__Instructions to follow__.
Your task is to gather the lines below that hold the string "high".

__Source information__.
use anyhow::Context;
use clap::{Parser, Subcommand, ValueEnum};
use weather_stream::io::{JsonlSink, JsonlSource};

pub type Result<T> = anyhow::Result<T>;

#[derive(Parser)]
#[command(name = "weather-stream")]
#[command(about = "Weather telemetry stream processor", long_about = None)]
struct Cli {
    #[arg(long, global = true, value_enum, default_value_t = LogLevel::Info)]
    log_level: LogLevel,

    #[command(subcommand)]
    cmd: Commands,
}

#[derive(Clone, Copy, Debug, PartialEq, Eq, ValueEnum)]
enum LogLevel {
    Trace,
    Debug,
    Info,
    Warn,
    Error,
}

impl From<LogLevel> for log::LevelFilter {
    fn from(level: LogLevel) -> Self {
        match level {
            LogLevel::Trace => log::LevelFilter::Trace,
            LogLevel::Debug => log::LevelFilter::Debug,
            LogLevel::Info => log::LevelFilter::Info,
            LogLevel::Warn => log::LevelFilter::Warn,
            LogLevel::Error => log::LevelFilter::Error,
        }
    }
}

#[derive(Subcommand)]
enum Commands {
    /// Pass a JSONL feed through the aggregator (stops at the first bad record).
    Run {
        /// Input feed, `-` for stdin.
        #[arg(short = 'i', long)]
        input: String,

        /// Where pass-through records go, `-` for stdout.
        #[arg(short = 'o', long, default_value = "-")]
        output: String,

        /// Optional file for snapshot/reset responses.
        #[arg(long)]
        responses: Option<String>,
    },
}

fn main() -> Result<()> {
    let cli = Cli::parse();
    init_logging(cli.log_level);

    match cli.cmd {
        Commands::Run {
            input,
            output,
            responses,
        } => run(&input, &output, responses.as_deref())?,
    }

    Ok(())
}

fn init_logging(level: LogLevel) {
    env_logger::Builder::new()
        .filter_level(level.into())
        .format_timestamp(None)
        .init();
}

fn run(input: &str, output: &str, responses: Option<&str>) -> Result<()> {
    // 1) Open both ends.
    let source = JsonlSource::open(input)?;
    let mut sink = JsonlSink::create(output)?;
    let mut response_sink = responses.map(JsonlSink::create).transpose()?;

    // 2) Pump records; each one is written before it is routed.
    let mut dispatcher = weather_stream::process_fallible(source);
    let outcome = loop {
        let item = dispatcher.next();

        if let (Some(rs), Some(resp)) = (response_sink.as_mut(), dispatcher.take_response()) {
            rs.write(&resp)?;
        }

        match item {
            Some(Ok(record)) => sink.write(&record)?,
            Some(Err(e)) => break Err(e),
            None => break Ok(()),
        }
    };

    // 3) Whatever was emitted stays emitted, even on failure.
    sink.flush()?;
    if let Some(rs) = response_sink.as_mut() {
        rs.flush()?;
    }

    outcome.with_context(|| {
        format!(
            "stream aborted after {} record(s) from {}",
            dispatcher.emitted(),
            input
        )
    })?;

    log::info!(
        "processed {} record(s), {} station(s) tracked",
        sink.written(),
        dispatcher.state().station_count()
    );
    Ok(())
}

#[cfg(test)]
mod tests {
    use super::*;

    #[test]
    fn log_level_defaults_to_info() {
        let cli = Cli::try_parse_from(["weather-stream", "run", "--input", "feed.jsonl"]).unwrap();
        assert_eq!(cli.log_level, LogLevel::Info);
    }

    #[test]
    fn log_level_is_parsed() {
        let cli = Cli::try_parse_from([
            "weather-stream",
            "run",
            "--input",
            "-",
            "--log-level",
            "debug",
        ])
        .unwrap();
        assert_eq!(cli.log_level, LogLevel::Debug);
        assert_eq!(log::LevelFilter::from(cli.log_level), log::LevelFilter::Debug);
    }

    #[test]
    fn unknown_log_level_is_rejected() {
        let err = Cli::try_parse_from([
            "weather-stream",
            "run",
            "--input",
            "-",
            "--log-level",
            "loud",
        ])
        .err()
        .unwrap();
        assert_eq!(err.kind(), clap::error::ErrorKind::InvalidValue);
    }
}
//! Aggregation state: per-station temperature extrema plus the stream clock.

pub mod extremes;
pub mod response;

pub use extremes::StationExtremes;
pub use response::{ControlResponse, ResetAck, ResponseType, Snapshot, StationView};

use crate::record::Sample;
use std::collections::HashMap;

#[derive(Debug, Default)]
pub struct AggregationState {
    stations: HashMap<String, StationExtremes>,
    /// Running max over every sample timestamp since construction or reset.
    latest_timestamp: Option<i64>,
}

impl AggregationState {
    pub fn new() -> Self {
        Self::default()
    }

    pub fn ingest_sample(&mut self, sample: &Sample) {
        self.latest_timestamp = Some(match self.latest_timestamp {
            Some(latest) => latest.max(sample.timestamp),
            None => sample.timestamp,
        });

        self.stations
            .entry(sample.station_name.clone())
            .or_insert_with(StationExtremes::new)
            .apply(sample.temperature, sample.timestamp);
    }

    /// Point-in-time view of every station as of the latest timestamp.
    pub fn snapshot(&self) -> Snapshot {
        // A station is only reported once the stream clock has reached its
        // last sample. Always true while both timestamps come from the same
        // samples.
        let stations = self
            .stations
            .iter()
            .filter(|(_, e)| {
                self.latest_timestamp
                    .is_some_and(|latest| e.last_timestamp <= latest)
            })
            .map(|(name, e)| {
                (
                    name.clone(),
                    StationView {
                        high: e.high,
                        low: e.low,
                    },
                )
            })
            .collect();

        Snapshot {
            kind: ResponseType::Snapshot,
            as_of: self.latest_timestamp,
            stations,
        }
    }

    /// Drop all stations and the clock, returning the clock as it was.
    pub fn reset(&mut self) -> ResetAck {
        self.stations.clear();
        ResetAck {
            kind: ResponseType::Snapshot,
            as_of: self.latest_timestamp.take(),
        }
    }

    pub fn latest_timestamp(&self) -> Option<i64> {
        self.latest_timestamp
    }

    pub fn station(&self, name: &str) -> Option<&StationExtremes> {
        self.stations.get(name)
    }

    pub fn station_count(&self) -> usize {
        self.stations.len()
    }

    pub fn is_empty(&self) -> bool {
        self.stations.is_empty()
    }
}
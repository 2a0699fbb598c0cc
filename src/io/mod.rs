//! Line-delimited JSON record source and sink around the dispatcher.

pub mod sink;
pub mod source;

pub use sink::JsonlSink;
pub use source::{JsonlSource, SourceError};
use anyhow::Context;
use serde_json::Value;
use std::fs::File;
use std::io::{self, BufRead, BufReader};

#[derive(Debug, thiserror::Error)]
pub enum SourceError {
    #[error("failed to read record input")]
    Io(#[from] io::Error),

    #[error("invalid JSON at line {line}")]
    Parse {
        line: usize,
        #[source]
        source: serde_json::Error,
    },
}

/// Lazily parses one JSON value per non-blank line.
pub struct JsonlSource<R> {
    lines: io::Lines<R>,
    lineno: usize,
}

impl<R: BufRead> JsonlSource<R> {
    pub fn new(reader: R) -> Self {
        Self {
            lines: reader.lines(),
            lineno: 0,
        }
    }
}

impl JsonlSource<Box<dyn BufRead>> {
    /// Open `path` for reading; `-` reads stdin.
    pub fn open(path: &str) -> anyhow::Result<Self> {
        let reader: Box<dyn BufRead> = if path == "-" {
            Box::new(BufReader::new(io::stdin()))
        } else {
            let file = File::open(path).with_context(|| format!("open input file {}", path))?;
            Box::new(BufReader::new(file))
        };
        Ok(Self::new(reader))
    }
}

impl<R: BufRead> Iterator for JsonlSource<R> {
    type Item = Result<Value, SourceError>;

    fn next(&mut self) -> Option<Self::Item> {
        loop {
            let line = match self.lines.next()? {
                Ok(line) => line,
                Err(e) => return Some(Err(e.into())),
            };
            self.lineno += 1;

            if line.trim().is_empty() {
                continue;
            }

            return Some(serde_json::from_str(&line).map_err(|source| SourceError::Parse {
                line: self.lineno,
                source,
            }));
        }
    }
}

#[cfg(test)]
mod tests {
    use super::*;
    use pretty_assertions::assert_eq;
    use serde_json::json;
    use std::io::Cursor;

    #[test]
    fn parses_lines_and_skips_blanks() {
        let text = "{\"type\":\"control\",\"command\":\"snapshot\"}\n\n   \n42\n{\"foo\":\"bar\"}";
        let values: Vec<Value> = JsonlSource::new(Cursor::new(text))
            .collect::<Result<_, _>>()
            .unwrap();

        assert_eq!(
            values,
            vec![
                json!({"type": "control", "command": "snapshot"}),
                json!(42),
                json!({"foo": "bar"}),
            ]
        );
    }

    #[test]
    fn reports_line_of_bad_json() {
        let text = "{\"a\":1}\n\n{not json}\n";
        let mut source = JsonlSource::new(Cursor::new(text));

        assert!(source.next().unwrap().is_ok());
        match source.next().unwrap() {
            Err(SourceError::Parse { line, .. }) => assert_eq!(line, 3),
            other => panic!("unexpected: {:?}", other),
        }
    }

    #[test]
    fn empty_input_yields_nothing() {
        assert!(JsonlSource::new(Cursor::new("")).next().is_none());
    }
}
/// Validating builder for [`Transaction`]
#[derive(Debug, Clone, Default)]
pub struct TransactionBuilder {
    version: Option<u32>,
    nonce: Option<u64>,
    amount: u128,
    gas_price: Option<u128>,
    gas_limit: Option<u64>,
    sender_pub_key: Option<PublicKey>,
    to_addr: Option<Address>,
    code: String,
    data: String,
    priority: bool,
}

impl TransactionBuilder {
    /// Create new transaction builder
    pub fn new() -> Self {
        Self::default()
    }

    /// Builder seeded with the configured version and gas defaults
    pub fn from_config(config: &WalletConfig) -> Self {
        Self {
            version: Some(config.version()),
            gas_price: Some(config.default_gas_price),
            gas_limit: Some(config.default_gas_limit),
            ..Self::default()
        }
    }

    pub fn version(mut self, version: u32) -> Self {
        self.version = Some(version);
        self
    }

    /// Version from its chain and message parts
    pub fn chain(mut self, chain_id: u16, msg_version: u16) -> Self {
        self.version = Some(pack_version(chain_id, msg_version));
        self
    }

    pub fn nonce(mut self, nonce: u64) -> Self {
        self.nonce = Some(nonce);
        self
    }

    pub fn amount(mut self, amount: u128) -> Self {
        self.amount = amount;
        self
    }

    pub fn gas_price(mut self, gas_price: u128) -> Self {
        self.gas_price = Some(gas_price);
        self
    }

    pub fn gas_limit(mut self, gas_limit: u64) -> Self {
        self.gas_limit = Some(gas_limit);
        self
    }

    pub fn sender(mut self, sender_pub_key: PublicKey) -> Self {
        self.sender_pub_key = Some(sender_pub_key);
        self
    }

    pub fn to(mut self, to_addr: Address) -> Self {
        self.to_addr = Some(to_addr);
        self
    }

    /// Contract deployment: sets the code and targets the zero address
    pub fn deploy(mut self, code: impl Into<String>) -> Self {
        self.code = code.into();
        self.to_addr = Some(Address::zero());
        self
    }

    pub fn code(mut self, code: impl Into<String>) -> Self {
        self.code = code.into();
        self
    }

    pub fn data(mut self, data: impl Into<String>) -> Self {
        self.data = data.into();
        self
    }

    pub fn priority(mut self, priority: bool) -> Self {
        self.priority = priority;
        self
    }

    pub fn build(self) -> Result<Transaction, WalletError> {
        let missing = |field: &str| WalletError::InvalidTransaction(format!("{} not set", field));

        let sender_pub_key = self.sender_pub_key.ok_or_else(|| missing("sender"))?;
        let to_addr = self.to_addr.ok_or_else(|| missing("recipient"))?;
        let version = self.version.ok_or_else(|| missing("version"))?;
        let gas_price = self.gas_price.ok_or_else(|| missing("gas price"))?;
        let gas_limit = self.gas_limit.ok_or_else(|| missing("gas limit"))?;
        let nonce = self.nonce.ok_or_else(|| missing("nonce"))?;

        if nonce == 0 {
            return Err(WalletError::InvalidTransaction("nonce starts at 1".into()));
        }
        if gas_limit == 0 {
            return Err(WalletError::InvalidTransaction("gas limit must be positive".into()));
        }
        if to_addr.is_zero() && self.code.is_empty() {
            return Err(WalletError::InvalidTransaction(
                "zero recipient is only valid for deployments".into(),
            ));
        }

        Ok(Transaction {
            version,
            nonce,
            amount: self.amount,
            gas_price,
            gas_limit,
            sender_pub_key,
            to_addr,
            code: self.code,
            data: self.data,
            priority: self.priority,
            signature: None,
            id: None,
            receipt: None,
            status: TxStatus::Created,
        })
    }
}
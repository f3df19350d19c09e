use crate::errors::WalletError;
use crate::keystore::KdfKind;
use serde::{Deserialize, Serialize};
use std::path::{Path, PathBuf};
use std::time::Duration;

/// Wallet configuration
#[derive(Debug, Clone, PartialEq, Serialize, Deserialize)]
#[serde(default)]
pub struct WalletConfig {
    /// JSON-RPC endpoint of the trusted node
    pub rpc_url: String,

    /// Chain ID, packed into the high 16 bits of the transaction version
    pub chain_id: u16,

    /// Message version, packed into the low 16 bits
    pub msg_version: u16,

    /// Where exported keystore files go
    pub keystore_dir: PathBuf,

    /// KDF used when exporting keys
    pub default_kdf: KdfKind,

    pub default_gas_price: u128,
    pub default_gas_limit: u64,

    /// Per-request HTTP timeout in milliseconds
    pub request_timeout_ms: u64,

    pub retry: RetryPolicy,
    pub confirm: ConfirmConfig,
}

impl Default for WalletConfig {
    fn default() -> Self {
        let keystore_dir = dirs::home_dir()
            .unwrap_or_else(|| PathBuf::from("."))
            .join(".aster")
            .join("keystore");

        Self {
            rpc_url: "http://localhost:4201".to_string(),
            chain_id: 1,
            msg_version: 1,
            keystore_dir,
            default_kdf: KdfKind::Scrypt,
            default_gas_price: 2_000_000_000,
            default_gas_limit: 50,
            request_timeout_ms: 30_000,
            retry: RetryPolicy::default(),
            confirm: ConfirmConfig::default(),
        }
    }
}

impl WalletConfig {
    /// Local isolated server defaults
    pub fn devnet() -> Self {
        Self {
            rpc_url: "http://localhost:5555".to_string(),
            chain_id: 222,
            ..Self::default()
        }
    }

    /// `(chain_id << 16) | msg_version`
    pub fn version(&self) -> u32 {
        pack_version(self.chain_id, self.msg_version)
    }

    pub fn request_timeout(&self) -> Duration {
        Duration::from_millis(self.request_timeout_ms)
    }

    /// Load from a JSON file
    pub fn from_file(path: impl AsRef<Path>) -> Result<Self, WalletError> {
        let content = std::fs::read_to_string(path)?;
        let config: WalletConfig = serde_json::from_str(&content)?;
        Ok(config)
    }

    /// Save as pretty JSON, creating parent directories
    pub fn save(&self, path: impl AsRef<Path>) -> Result<(), WalletError> {
        let path = path.as_ref();
        if let Some(parent) = path.parent() {
            std::fs::create_dir_all(parent)?;
        }
        std::fs::write(path, serde_json::to_string_pretty(self)?)?;
        Ok(())
    }
}

/// Transaction version for a chain and message version
pub fn pack_version(chain_id: u16, msg_version: u16) -> u32 {
    ((chain_id as u32) << 16) | msg_version as u32
}

/// Bounded exponential backoff for read-only RPC calls
#[derive(Debug, Clone, PartialEq, Eq, Serialize, Deserialize)]
#[serde(default)]
pub struct RetryPolicy {
    /// Retries after the first attempt
    pub max_retries: u32,
    pub initial_backoff_ms: u64,
    pub max_backoff_ms: u64,
}

impl Default for RetryPolicy {
    fn default() -> Self {
        Self {
            max_retries: 3,
            initial_backoff_ms: 100,
            max_backoff_ms: 2_000,
        }
    }
}

impl RetryPolicy {
    pub fn none() -> Self {
        Self {
            max_retries: 0,
            ..Self::default()
        }
    }

    /// Delay before retry number `attempt` (1-based): 100ms, 200ms, 400ms, ...
    pub fn backoff(&self, attempt: u32) -> Duration {
        let factor = 2u64.saturating_pow(attempt.saturating_sub(1));
        let ms = self.initial_backoff_ms.saturating_mul(factor);
        Duration::from_millis(ms.min(self.max_backoff_ms))
    }
}

/// Confirmation polling defaults
#[derive(Debug, Clone, PartialEq, Eq, Serialize, Deserialize)]
#[serde(default)]
pub struct ConfirmConfig {
    pub max_attempts: u32,
    pub interval_ms: u64,
}

impl Default for ConfirmConfig {
    fn default() -> Self {
        Self {
            max_attempts: 33,
            interval_ms: 1_000,
        }
    }
}

impl ConfirmConfig {
    pub fn interval(&self) -> Duration {
        Duration::from_millis(self.interval_ms)
    }
}
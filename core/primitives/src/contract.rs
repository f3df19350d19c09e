use crate::crypto::CryptoError;
use crate::types::{Address, ADDRESS_LEN};
use sha2::{Digest, Sha256};

/// Address a deploy transaction will create.
///
/// `nonce` is the nonce carried by the deploy transaction itself; the hash
/// input is the account nonce before submission, `nonce - 1`.
pub fn derive_contract_address(sender: &Address, nonce: u64) -> Result<Address, CryptoError> {
    let prior = nonce.checked_sub(1).ok_or(CryptoError::InvalidNonce(nonce))?;

    let mut hasher = Sha256::new();
    hasher.update(sender.as_bytes());
    hasher.update(prior.to_be_bytes());
    let hash = hasher.finalize();

    let mut addr = [0u8; ADDRESS_LEN];
    addr.copy_from_slice(&hash[12..32]);
    Ok(Address(addr))
}

#[cfg(test)]
mod tests {
    use super::*;
    use std::str::FromStr;

    fn sender() -> Address {
        Address::from_str("0x29FB201154c9D44371612639472a45E2aAa1735C").unwrap()
    }

    #[test]
    fn test_contract_address_uses_prior_nonce() {
        let address = derive_contract_address(&sender(), 5).unwrap();
        assert_eq!(address.to_hex(), "a1b5df19ba354046396e29feac5cd92eb35bef60");

        let first = derive_contract_address(&sender(), 1).unwrap();
        assert_eq!(first.to_hex(), "55c2b8a244e8febe14943223b723166dfab14c55");
    }

    #[test]
    fn test_nonce_zero_is_rejected() {
        assert!(matches!(
            derive_contract_address(&sender(), 0),
            Err(CryptoError::InvalidNonce(0))
        ));
    }
}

__Result__.
                        high: e.high,
    /// Chain ID, packed into the high 16 bits of the transaction version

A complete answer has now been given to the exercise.